Why Kill the Innocent (Sebastian St. Cyr #13)(53)



She turned to face him. “No.”

“The crowds can get rough.”

“Alexi warned me. Tom offered to come with us, but I didn’t think that would be fair.” Tom’s brother, Huey, had been just thirteen when he was hanged as a thief.

Devlin said, “If I didn’t have this damned inquest—”

She brushed his lips with hers. “I know.”

His gaze met hers, and she saw the worry he was trying to hide. He said, “Why do this? Why force yourself to watch that poor young woman hang?”

“Because she has no family in London, and someone should be there for her.” She reached for her gloves and drew them on with swift jerking motions. “What kind of society steals a man away from his pregnant young wife to send him off to war and then hangs her when she steals to try to keep herself and her child alive?”

“One with its values in serious need of realignment.”

“Will it ever change, do you think?”

“Perhaps.”

She gave a faint smile. “You don’t sound convinced.”

“Armies will always need cannon fodder. And shopkeepers and merchants will always have more clout than starving women and children.”

“I keep trying to imagine what she must be going through, but it seems unbearable.”

“I suspect it is.”



The day dawned clear but bitterly cold despite the golden sunlight that spilled across the awakening city.

Hero thought the frigid temperatures might reduce the number of spectators at the hanging, but she was wrong. She and Alexi arrived at the Old Bailey—the street before Newgate Prison where hangings were held—to find a surging, raucous, malodorous crowd of thousands: men, women, and children, their shouts and laughter joining into a roar. The atmosphere was that of a fair, with pie sellers and broadside hawkers and a flotilla of dirty, ragged urchins who darted through the milling throng to pick the pockets of the unwary.

“It’s probably because they’re hanging a woman,” said Alexi, her face tight with suppressed emotion as they pushed their way through the crush of onlookers toward the ramshackle old house from which they had arranged to watch the hanging. “The crowds are always larger for women, especially when they’re young. Women and highwaymen and notorious murderers.”

The house they’d selected lay almost directly opposite the scaffold and, like most of the other buildings overlooking the street, rented out its windows for hangings. As they reached the door, the slow, mournful tolling of a bell began somewhere deep inside Newgate. The bell would continue tolling until the last of the day’s condemned prisoners was cut down, dead. Hero thought it must be hideous, living within the sound of that bell.

“Hear that?” said the portly house owner, pocketing their money. He jerked his balding head toward a steep, narrow staircase behind him. “That means the condemned’ve already been brought into the yard to have their irons struck off. Best hurry.”

“How many hangings have you attended?” Hero asked Alexi as they climbed the worn ancient steps.

“Just one. A friend of mine was hanged not long after I arrived in London. I promised I’d be there for him, and I was.”

Hero suspected there was more to the story than that, but she had no intention of asking for details. There was much about this Frenchwoman that remained a mystery to them all.
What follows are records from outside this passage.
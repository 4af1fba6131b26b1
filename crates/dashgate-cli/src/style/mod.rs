//! Terminal output styling.

use std::sync::atomic::{AtomicBool, Ordering};

pub mod colors;
pub mod output;
pub mod table;

pub use output::*;
pub use table::*;

static NO_COLOR: AtomicBool = AtomicBool::new(false);

/// Sets the global no-color flag.
pub fn set_no_color(value: bool) {
    NO_COLOR.store(value, Ordering::SeqCst);
}

/// Checks if colors are disabled.
pub fn no_color() -> bool {
    NO_COLOR.load(Ordering::SeqCst)
}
The wide casement window of their chosen chamber looked down on the scaffold across the street. Essentially a large wooden platform draped with black cloth, it reminded Hero of a stage—which she supposed in a sense it was. The scaffold was always erected just outside the prison’s lodge, directly in front of what was known as the Debtors’ Door, so that the condemned would not be seen by the crowd until they mounted the steps to the platform itself. A small roofed shelter with chairs stood at the rear of the scaffold for important officials, and soldiers with pikes were stationed around the perimeter, guarding it. It struck Hero, watching the nervous way the men clutched their pikes, that beneath the crowd’s typical air of excitement and anticipation lay something else, something hostile and angry.
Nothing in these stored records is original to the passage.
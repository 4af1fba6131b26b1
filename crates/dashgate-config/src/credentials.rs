//! Credentials for the database collaborator.

use std::fmt;

use crate::DatabaseConfig;

/// Login for a SQL data source.
#[derive(Clone, PartialEq, Eq)]
pub struct DatabaseCredentials {
    pub username: String,
    password: String,
}

impl DatabaseCredentials {
    pub fn new(username: impl Into<String>, password: impl Into<String>) -> Self {
        Self {
            username: username.into(),
            password: password.into(),
        }
    }

    pub fn password(&self) -> &str {
        &self.password
    }
}

impl fmt::Debug for DatabaseCredentials {
    fn fmt(&self, f: &mut fmt::Formatter<'_>) -> fmt::Result {
        f.debug_struct("DatabaseCredentials")
            .field("username", &self.username)
            .field("password", &"<redacted>")
            .finish()
    }
}

/// Supplies credentials when the SDK opens a data source.
pub trait CredentialProvider: Send + Sync {
    /// Credentials for `data_source`, or `None` when it is not known.
    fn credentials(&self, data_source: &str) -> Option<DatabaseCredentials>;
}

/// Serves one fixed login for one data source.
#[derive(Debug, Clone)]
pub struct StaticCredentialProvider {
    data_source: String,
    credentials: DatabaseCredentials,
}

impl StaticCredentialProvider {
    pub fn new(data_source: impl Into<String>, credentials: DatabaseCredentials) -> Self {
        Self {
            data_source: data_source.into(),
            credentials,
        }
    }

    pub fn from_config(config: &DatabaseConfig) -> Self {
        Self::new(
            config.data_source.clone(),
            DatabaseCredentials::new(config.username.clone(), config.password.clone()),
        )
    }

    pub fn data_source(&self) -> &str {
        &self.data_source
    }
}

impl CredentialProvider for StaticCredentialProvider {
    fn credentials(&self, data_source: &str) -> Option<DatabaseCredentials> {
        (data_source == self.data_source).then(|| self.credentials.clone())
    }
}
//! Access policy evaluation.
//!
//! Decides whether a context may see a data-source item. Evaluation order:
//! 1. Non-table items are deferred and allowed
//! 2. The elevated role is allowed every table
//! 3. Other roles are allowed exactly the tables in their rule

use std::fmt;
use std::sync::Arc;

use serde::Serialize;
use tracing::{debug, info};

use crate::context::AccessContext;
use crate::policy::Policy;
use crate::resource::ResourceDescriptor;

/// Why a decision came out the way it did.
#[derive(Debug, Clone, Copy, PartialEq, Eq, Serialize)]
#[serde(rename_all = "snake_case")]
pub enum DecisionReason {
    /// Procedures and custom queries are not gated by table rules.
    DeferredNonTable,
    /// The context holds the elevated role.
    ElevatedRole,
    /// The table is listed in the role's rule.
    AllowedByRule,
    /// The table is not listed in the role's rule.
    NotInRule,
    /// The role has no rule at all.
    NoRuleForRole,
}

impl DecisionReason {
    pub fn allows(self) -> bool {
        matches!(
            self,
            Self::DeferredNonTable | Self::ElevatedRole | Self::AllowedByRule
        )
    }
}

impl fmt::Display for DecisionReason {
    fn fmt(&self, f: &mut fmt::Formatter<'_>) -> fmt::Result {
        f.write_str(match self {
            Self::DeferredNonTable => "non-table items are not gated by table rules",
            Self::ElevatedRole => "elevated role sees every table",
            Self::AllowedByRule => "table is allowed by the role's rule",
            Self::NotInRule => "table is not in the role's rule",
            Self::NoRuleForRole => "role has no rule",
        })
    }
}

/// Outcome of evaluating one resource against one context.
#[derive(Debug, Clone, Copy, PartialEq, Eq, Serialize)]
pub struct Decision {
    pub allowed: bool,
    pub reason: DecisionReason,
}

impl From<DecisionReason> for Decision {
    fn from(reason: DecisionReason) -> Self {
        Self {
            allowed: reason.allows(),
            reason,
        }
    }
}

/// Deny-by-default table access engine.
///
/// Stateless apart from the shared policy; evaluation never depends on call
/// order and never fails.
#[derive(Debug, Clone)]
pub struct AccessPolicyEngine {
    policy: Arc<Policy>,

    /// Whether to log decisions.
    audit_enabled: bool,
}

impl AccessPolicyEngine {
    pub fn new(policy: Arc<Policy>) -> Self {
        Self {
            policy,
            audit_enabled: true,
        }
    }

    /// Disables audit logging (for testing).
    pub fn without_audit(mut self) -> Self {
        self.audit_enabled = false;
        self
    }

    /// Returns whether `context` may access `resource`.
    pub fn is_allowed(&self, context: &AccessContext, resource: &ResourceDescriptor) -> bool {
        self.decide(context, resource).allowed
    }

    /// Evaluates `resource` and explains the outcome.
    pub fn decide(&self, context: &AccessContext, resource: &ResourceDescriptor) -> Decision {
        let reason = match resource {
            ResourceDescriptor::Procedure { .. } | ResourceDescriptor::CustomQuery { .. } => {
                DecisionReason::DeferredNonTable
            }
            ResourceDescriptor::Table { name } => self.evaluate_table(context, name),
        };
        let decision = Decision::from(reason);

        if self.audit_enabled {
            if decision.allowed {
                debug!(
                    identity = %context.identity(),
                    role = %context.role(),
                    resource = %resource,
                    reason = %reason,
                    "Resource access granted"
                );
            } else {
                info!(
                    identity = %context.identity(),
                    role = %context.role(),
                    resource = %resource,
                    reason = %reason,
                    "Resource access denied"
                );
            }
        }

        decision
    }

    /// Keeps the tables `context` may see, preserving order.
    ///
    /// Used when the SDK enumerates the items of a data source.
    pub fn filter_tables<'a, I>(&self, context: &AccessContext, tables: I) -> Vec<&'a str>
    where
        I: IntoIterator<Item = &'a str>,
    {
        tables
            .into_iter()
            .filter(|name| self.is_allowed(context, &ResourceDescriptor::table(*name)))
            .collect()
    }

    fn evaluate_table(&self, context: &AccessContext, name: &str) -> DecisionReason {
        let role = context.role();
        if role.is_elevated() {
            return DecisionReason::ElevatedRole;
        }
        match self.policy.allowed_resources(role) {
            Some(allowed) if allowed.contains(name) => DecisionReason::AllowedByRule,
            Some(_) => DecisionReason::NotInRule,
            None => DecisionReason::NoRuleForRole,
        }
    }

    pub fn policy(&self) -> &Policy {
        &self.policy
    }
}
“Who else is being hanged today? Do you know?”

“Three men. Poachers, I think,” said Alexi.

It did much to explain the mood of the crowd. Murderers and their like were usually greeted with jeers and catcalls, and often pelted with rotten food or even stones. But most of the people in the street were desperately poor themselves; their sympathies would lie with those about to die.

The bell of the nearby church of St. Sepulchre joined the Newgate bell and began to toll, sounding the death knell. Alexi thrust open the old-fashioned windows and cold air rushed in, bringing them the roar of the crowd and a chorus of more distant shouts that rose up from within Newgate: The prisoners in the cells fronting the yard were calling farewells and encouragement to the condemned on their way to the lodge.

Alexi said, “They’re coming.”

There was a noticeable stirring in the crowd below. The sheriff and undersheriff of the City of London emerged from the covered stairway first, their eyes narrowing as they came into the strengthening daylight. Clothed in long, fur-trimmed robes with the heavy chains of their offices around their shoulders, both held ceremonial silver-tipped staves and solemnly took their seats along with a scattering of other officials.